Некоторых посетителей я запомнил – из-за странности дел, с которыми они являлись в редакцию. Дела были странными, но все-таки характерными для того времени, так сказать, вполне в его духе….
Молодой человек время от времени почему-то расплывается в улыбке. Я сначала решил, что он разыгрывает меня, но нет, он совершенно серьезно предлагает газете заняться весьма важной общественной проблемой:
– Недавно у меня умерла мамаша. Я ее хоронил. Плохо это дело у нас поставлено. Пора разработать новый похоронный обряд. Надо автобус радиофицировать и сочинить новый похоронный марш. Вместо молитвы – стихи, пусть поэты напишут.
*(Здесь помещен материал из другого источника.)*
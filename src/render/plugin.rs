//! Attachment to the host's own hooks
//!
//! The host exposes a content filter run once per rendered document and an
//! action run once per page load for asset registration. The plugin hooks
//! its renderer into the first and its stylesheet into the second.

use std::path::PathBuf;
use std::sync::Arc;

use anyhow::Context as _;

use super::pipeline::Renderer;
use crate::domain::RenderContext;
use crate::hooks::names::{DEFAULT_PRIORITY, ENQUEUE_SCRIPTS, THE_CONTENT};
use crate::hooks::{HookError, HookRegistry, HookValue};
use crate::storage::{
    enqueue_stylesheet, AssetQueue, Catalog, Config, ContentStore, Stylesheet, StylesheetConfig,
    TEXT_DOMAIN,
};

/// The plugin: a frozen extension registry, a renderer and its stylesheet
pub struct DisplayCustomFields {
    renderer: Renderer,
    stylesheet: StylesheetConfig,
    base_dir: PathBuf,
}

impl DisplayCustomFields {
    /// Builds the plugin around a registry that already holds the default
    /// callbacks and any extensions. The registry is read-only from here on.
    pub fn new(
        config: &Config,
        store: Arc<dyn ContentStore>,
        registry: HookRegistry,
    ) -> anyhow::Result<Self> {
        let catalog = Catalog::new(TEXT_DOMAIN, config.translations.clone());
        let renderer = Renderer::new(Arc::new(registry), store, &config.display)
            .context("Invalid display configuration")?
            .with_translator(Arc::new(catalog));

        Ok(Self {
            renderer,
            stylesheet: config.stylesheet.clone(),
            base_dir: config.base_dir(),
        })
    }

    /// Builds the plugin with only the default callbacks
    pub fn with_defaults(config: &Config, store: Arc<dyn ContentStore>) -> anyhow::Result<Self> {
        Self::new(config, store, HookRegistry::with_defaults(&config.display))
    }

    pub fn renderer(&self) -> &Renderer {
        &self.renderer
    }

    /// Content filter entry point
    pub fn content_filter(&self, content: &str, ctx: &RenderContext) -> Result<String, HookError> {
        self.renderer.render(content, ctx)
    }

    /// Queues the plugin stylesheet
    pub fn enqueue_css(&self, queue: &AssetQueue) -> Stylesheet {
        let stylesheet = enqueue_stylesheet(&self.stylesheet, &self.base_dir);
        queue.enqueue(stylesheet.clone());
        stylesheet
    }

    /// Registers the content filter and the stylesheet action on the host
    pub fn attach(self: &Arc<Self>, host: &mut HookRegistry) {
        let plugin = Arc::clone(self);
        host.register(
            THE_CONTENT,
            DEFAULT_PRIORITY,
            2,
            "display_custom_fields::content_filter",
            move |value, args| {
                let content = value.into_text(THE_CONTENT)?;
                let Some(ctx) = args.first().and_then(HookValue::as_context) else {
                    tracing::debug!("content filter called without a render context");
                    return Ok(HookValue::Text(content));
                };
                Ok(HookValue::Text(plugin.content_filter(&content, ctx)?))
            },
        );

        let plugin = Arc::clone(self);
        host.register(
            ENQUEUE_SCRIPTS,
            DEFAULT_PRIORITY,
            1,
            "display_custom_fields::enqueue_css",
            move |value, _| {
                if let HookValue::Assets(queue) = &value {
                    plugin.enqueue_css(queue);
                }
                Ok(HookValue::Null)
            },
        );
    }
}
Советских людей ведь хороним…
Другой посетитель – в обтрепанном, грязном костюме, заросший, возбужденный, не говорит, а кричит. Трясущимися руками вытаскивает из хозяйственной кошелки две толстые папки. Выясняется, в одной – рукопись, в другой – отрицательные отзывы на нее, его переписка с разными учреждениями.
– Я открыл тайну амазонок. В действительности это были русские женщины. Но мой патриотический труд не печатают. Безродные космополиты, засевшие в издательствах, Академии наук… – перечисляет издательства и академические институты, – не дают патриоту ходу. В Центральном Комитете мне посоветовали обратиться в печать. Газета должна вмешаться, вывести на чистую воду всех этих антипатриотов…
Начатая Сталиным борьба с низкопоклонством перед Западом, с иностранщиной, с космополитизмом и мерзавцев породила, и кое-кого, как моего посетителя, с ума свела. В ту пору над этим уже смеялись: «Россия – родина слонов», «Наши паралитики – самые прогрессивные». Но до конца преодолеть мракобесие так и не удалось. Переименованным в городские французским булочкам и в московские турецким хлебцам прежних названий не вернули.
Нынче, когда рухнула империя, во всю разыгравшийся комплекс ущемленности, неполноценности опять рождает в большом количестве новых негодяев и новых сумасшедших. В недавно выпущенном учебнике для школьников десятого и одиннадцатого классов «История России до петровских времен» я прочитал: «В 2409 году до н. э. пошли Словен и Рус со своими родовичами от Черного моря прочь. Ходили они по странам вселенной, как крылатые орлы, перелетали пустыни многие… В 2395 г. до н. э. князь Словен построил город на реке Волхов и назвал его по имени своему Словенск. С того времени новопришельцы скифы стали именоваться словенами». Сочинил это и многое другое в том же духе доктор исторических наук. И подумал я, не ученик ли он приходившего когда-то ко мне автора труда о тайне амазонок?..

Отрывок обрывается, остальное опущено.